(Extracted records)
_ _ _ _ _ _ _

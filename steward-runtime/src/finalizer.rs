//! Finalizer helper for [`Controller`](crate::Controller) reconcilers
use crate::{
    controller::Action,
    error::{Classify, ErrorClass},
};
use futures::{TryFuture, TryFutureExt};
use std::{error::Error as StdError, sync::Arc};
use steward_client::{Client, Error as ClientError};
use steward_core::{DynamicObject, ResourceExt};
use thiserror::Error;
use tracing::debug;

#[derive(Debug, Error)]
/// Failures of a [`finalizer`] pass
pub enum Error<ReconcileErr>
where
    ReconcileErr: StdError + 'static,
{
    /// The apply reconciliation failed
    #[error("failed to apply object: {0}")]
    ApplyFailed(#[source] ReconcileErr),
    /// The cleanup reconciliation failed, the finalizer was kept
    #[error("failed to clean up object: {0}")]
    CleanupFailed(#[source] ReconcileErr),
    /// Persisting the added finalizer failed
    #[error("failed to add finalizer: {0}")]
    AddFinalizer(#[source] ClientError),
    /// Persisting the removed finalizer failed
    #[error("failed to remove finalizer: {0}")]
    RemoveFinalizer(#[source] ClientError),
    /// The object has no name to write back to
    #[error("object has no name")]
    UnnamedObject,
}

impl<E: StdError + Classify + 'static> Classify for Error<E> {
    fn class(&self) -> ErrorClass {
        match self {
            Error::ApplyFailed(err) | Error::CleanupFailed(err) => err.class(),
            Error::AddFinalizer(err) | Error::RemoveFinalizer(err) => err.class(),
            Error::UnnamedObject => ErrorClass::Permanent,
        }
    }
}

/// Where an object stands relative to one finalizer token
#[derive(Clone, Copy, Debug, PartialEq, Eq)]
pub enum FinalizerState {
    /// Live and without the token, it has to be added before anything else happens
    NoFinalizer,
    /// Live and guarded by the token
    Finalized,
    /// Terminating with the token still present, cleanup has to run
    CleaningUp,
    /// Terminating and the token is gone, nothing is left to do
    Removed,
}

impl FinalizerState {
    /// Compute the state of `obj` for the token `finalizer_name`
    #[must_use]
    pub fn for_object(obj: &DynamicObject, finalizer_name: &str) -> Self {
        let has_finalizer = obj.finalizers().iter().any(|fin| fin == finalizer_name);
        match (has_finalizer, obj.is_terminating()) {
            (false, false) => Self::NoFinalizer,
            (true, false) => Self::Finalized,
            (true, true) => Self::CleaningUp,
            (false, true) => Self::Removed,
        }
    }
}

/// Reconcile an object in a way that requires cleanup before an object can be deleted.
///
/// It does this by managing a `metadata.finalizers` entry,
/// which prevents the object from being purged before the cleanup is done.
///
/// In typical usage, if you use `finalizer` then it should be the only top-level "action"
/// in your [`Controller`](crate::Controller)'s `reconcile` function.
///
/// # Expected Flow
///
/// 1. User creates object
/// 2. Reconciler sees object
/// 3. `finalizer` adds `finalizer_name` to the finalizers and asks for an immediate requeue
/// 4. Reconciler sees updated object
/// 5. `finalizer` runs [`Event::Apply`]
/// 6. User deletes object, the store marks it terminating
/// 7. Reconciler sees terminating object
/// 8. `finalizer` runs [`Event::Cleanup`]
/// 9. `finalizer` removes `finalizer_name` and only that token
/// 10. The store sees that all finalizers are gone and purges the object
///
/// # Guarantees
///
/// If [`Event::Apply`] is ever started then [`Event::Cleanup`] must succeed before the object is purged.
/// Tokens owned by other controllers are never touched.
///
/// # Assumptions
///
/// `finalizer_name` must be unique among the controllers interacting with the object.
///
/// [`Event::Apply`] and [`Event::Cleanup`] must both be idempotent, and tolerate being executed several times (even if previously cancelled).
///
/// [`Event::Cleanup`] must tolerate [`Event::Apply`] never having ran at all, or never having succeeded.
///
/// # Errors
///
/// [`Event::Apply`] and [`Event::Cleanup`] are both fallible, their errors are passed through as [`Error::ApplyFailed`]
/// and [`Error::CleanupFailed`], respectively.
///
/// Adding and removing the finalizer are optimistic writes against the version of `obj`, so they fail
/// with a conflict if the object changed in the meantime. The conflict is retried on a fresh read.
pub async fn finalizer<ReconcileFut>(
    client: &dyn Client,
    finalizer_name: &str,
    obj: Arc<DynamicObject>,
    reconcile: impl FnOnce(Event) -> ReconcileFut,
) -> Result<Action, Error<ReconcileFut::Error>>
where
    ReconcileFut: TryFuture<Ok = Action>,
    ReconcileFut::Error: StdError + 'static,
{
    match FinalizerState::for_object(&obj, finalizer_name) {
        FinalizerState::Finalized => reconcile(Event::Apply(obj))
            .into_future()
            .await
            .map_err(Error::ApplyFailed),
        FinalizerState::CleaningUp => {
            obj.metadata.name.as_ref().ok_or(Error::UnnamedObject)?;
            let action = reconcile(Event::Cleanup(obj.clone()))
                .into_future()
                .await
                // Short-circuit, so that we keep the finalizer if cleanup fails
                .map_err(Error::CleanupFailed)?;
            let mut updated = (*obj).clone();
            updated.finalizers_mut().retain(|fin| fin != finalizer_name);
            client.replace(&updated).await.map_err(Error::RemoveFinalizer)?;
            debug!(finalizer = finalizer_name, "cleanup done, removed finalizer");
            Ok(action)
        }
        FinalizerState::NoFinalizer => {
            obj.metadata.name.as_ref().ok_or(Error::UnnamedObject)?;
            let mut updated = (*obj).clone();
            updated.finalizers_mut().push(finalizer_name.to_string());
            client.replace(&updated).await.map_err(Error::AddFinalizer)?;
            debug!(finalizer = finalizer_name, "added finalizer");
            // apply only once the guarded version has been observed
            Ok(Action::RequeueImmediate)
        }
        // Our work here is done
        FinalizerState::Removed => Ok(Action::Done),
    }
}

/// A representation of an action that should be taken by a reconciler.
#[derive(Clone, Debug)]
pub enum Event {
    /// The reconciler should ensure that the actual state matches the state desired in the object.
    ///
    /// This must be idempotent, since it may be recalled if, for example:
    ///
    /// - The controller is restarted
    /// - The object is updated
    /// - The reconciliation fails
    Apply(Arc<DynamicObject>),
    /// The object is being deleted, and the reconciler should remove all resources that it owns.
    ///
    /// This must be idempotent, since it may be recalled if, for example:
    ///
    /// - The controller is restarted while the deletion is in progress
    /// - The reconciliation fails
    /// - Another finalizer was removed in the meantime
    Cleanup(Arc<DynamicObject>),
}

_ _ _ _ _ _ _

Copy the entries above exactly. Miss none of them.

filename steward-runtime/src/finalizer.rs
//! Finalizer helper for [`Controller`](crate::Controller) reconcilers
use crate::{
    controller::Action,
    error::{Classify, ErrorClass},
};
use futures::{TryFuture, TryFutureExt};
use std::{error::Error as StdError, sync::Arc};
use steward_client::{Client, Error as ClientError};
use steward_core::{DynamicObject, ResourceExt};
use thiserror::Error;
use tracing::debug;

#[derive(Debug, Error)]
/// Failures of a [`finalizer`] pass
pub enum Error<ReconcileErr>
where
    ReconcileErr: StdError + 'static,
{
    /// The apply reconciliation failed
    #[error("failed to apply object: {0}")]
    ApplyFailed(#[source] ReconcileErr),
    /// The cleanup reconciliation failed, the finalizer was kept
    #[error("failed to clean up object: {0}")]
    CleanupFailed(#[source] ReconcileErr),
    /// Persisting the added finalizer failed
    #[error("failed to add finalizer: {0}")]
    AddFinalizer(#[source] ClientError),
    /// Persisting the removed finalizer failed
    #[error("failed to remove finalizer: {0}")]
    RemoveFinalizer(#[source] ClientError),
    /// The object has no name to write back to
    #[error("object has no name")]
    UnnamedObject,
}

impl<E: StdError + Classify + 'static> Classify for Error<E> {
    fn class(&self) -> ErrorClass {
        match self {
            Error::ApplyFailed(err) | Error::CleanupFailed(err) => err.class(),
            Error::AddFinalizer(err) | Error::RemoveFinalizer(err) => err.class(),
            Error::UnnamedObject => ErrorClass::Permanent,
        }
    }
}

/// Where an object stands relative to one finalizer token
#[derive(Clone, Copy, Debug, PartialEq, Eq)]
pub enum FinalizerState {
    /// Live and without the token, it has to be added before anything else happens
    NoFinalizer,
    /// Live and guarded by the token
    Finalized,
    /// Terminating with the token still present, cleanup has to run
    CleaningUp,
    /// Terminating and the token is gone, nothing is left to do
    Removed,
}

impl FinalizerState {
    /// Compute the state of `obj` for the token `finalizer_name`
    #[must_use]
    pub fn for_object(obj: &DynamicObject, finalizer_name: &str) -> Self {
        let has_finalizer = obj.finalizers().iter().any(|fin| fin == finalizer_name);
        match (has_finalizer, obj.is_terminating()) {
            (false, false) => Self::NoFinalizer,
            (true, false) => Self::Finalized,
            (true, true) => Self::CleaningUp,
            (false, true) => Self::Removed,
        }
    }
}

/// Reconcile an object in a way that requires cleanup before an object can be deleted.
///
/// It does this by managing a `metadata.finalizers` entry,
/// which prevents the object from being purged before the cleanup is done.
///
/// In typical usage, if you use `finalizer` then it should be the only top-level "action"
/// in your [`Controller`](crate::Controller)'s `reconcile` function.
///
/// # Expected Flow
///
/// 1. User creates object
/// 2. Reconciler sees object
/// 3. `finalizer` adds `finalizer_name` to the finalizers and asks for an immediate requeue
/// 4. Reconciler sees updated object
/// 5. `finalizer` runs [`Event::Apply`]
/// 6. User deletes object, the store marks it terminating
/// 7. Reconciler sees terminating object
/// 8. `finalizer` runs [`Event::Cleanup`]
/// 9. `finalizer` removes `finalizer_name` and only that token
/// 10. The store sees that all finalizers are gone and purges the object
///
/// # Guarantees
///
/// If [`Event::Apply`] is ever started then [`Event::Cleanup`] must succeed before the object is purged.
/// Tokens owned by other controllers are never touched.
///
/// # Assumptions
///
/// `finalizer_name` must be unique among the controllers interacting with the object.
///
/// [`Event::Apply`] and [`Event::Cleanup`] must both be idempotent, and tolerate being executed several times (even if previously cancelled).
///
/// [`Event::Cleanup`] must tolerate [`Event::Apply`] never having ran at all, or never having succeeded.
///
/// # Errors
///
/// [`Event::Apply`] and [`Event::Cleanup`] are both fallible, their errors are passed through as [`Error::ApplyFailed`]
/// and [`Error::CleanupFailed`], respectively.
///
/// Adding and removing the finalizer are optimistic writes against the version of `obj`, so they fail
/// with a conflict if the object changed in the meantime. The conflict is retried on a fresh read.
pub async fn finalizer<ReconcileFut>(
    client: &dyn Client,
    finalizer_name: &str,
    obj: Arc<DynamicObject>,
    reconcile: impl FnOnce(Event) -> ReconcileFut,
) -> Result<Action, Error<ReconcileFut::Error>>
where
    ReconcileFut: TryFuture<Ok = Action>,
    ReconcileFut::Error: StdError + 'static,
{
    match FinalizerState::for_object(&obj, finalizer_name) {
        FinalizerState::Finalized => reconcile(Event::Apply(obj))
            .into_future()
            .await
            .map_err(Error::ApplyFailed),
        FinalizerState::CleaningUp => {
            obj.metadata.name.as_ref().ok_or(Error::UnnamedObject)?;
            let action = reconcile(Event::Cleanup(obj.clone()))
                .into_future()
                .await
                // Short-circuit, so that we keep the finalizer if cleanup fails
                .map_err(Error::CleanupFailed)?;
            let mut updated = (*obj).clone();
            updated.finalizers_mut().retain(|fin| fin != finalizer_name);
            client.replace(&updated).await.map_err(Error::RemoveFinalizer)?;
            debug!(finalizer = finalizer_name, "cleanup done, removed finalizer");
            Ok(action)
        }
        FinalizerState::NoFinalizer => {
            obj.metadata.name.as_ref().ok_or(Error::UnnamedObject)?;
            let mut updated = (*obj).clone();
            updated.finalizers_mut().push(finalizer_name.to_string());
            client.replace(&updated).await.map_err(Error::AddFinalizer)?;
            debug!(finalizer = finalizer_name, "added finalizer");
            // apply only once the guarded version has been observed
            Ok(Action::RequeueImmediate)
        }
        // Our work here is done
        FinalizerState::Removed => Ok(Action::Done),
    }
}

/// A representation of an action that should be taken by a reconciler.
#[derive(Clone, Debug)]
pub enum Event {
    /// The reconciler should ensure that the actual state matches the state desired in the object.
    ///
    /// This must be idempotent, since it may be recalled if, for example:
    ///
    /// - The controller is restarted
    /// - The object is updated
    /// - The reconciliation fails
    Apply(Arc<DynamicObject>),
    /// The object is being deleted, and the reconciler should remove all resources that it owns.
    ///
    /// This must be idempotent, since it may be recalled if, for example:
    ///
    /// - The controller is restarted while the deletion is in progress
    /// - The reconciliation fails
    /// - Another finalizer was removed in the meantime
    Cleanup(Arc<DynamicObject>),
}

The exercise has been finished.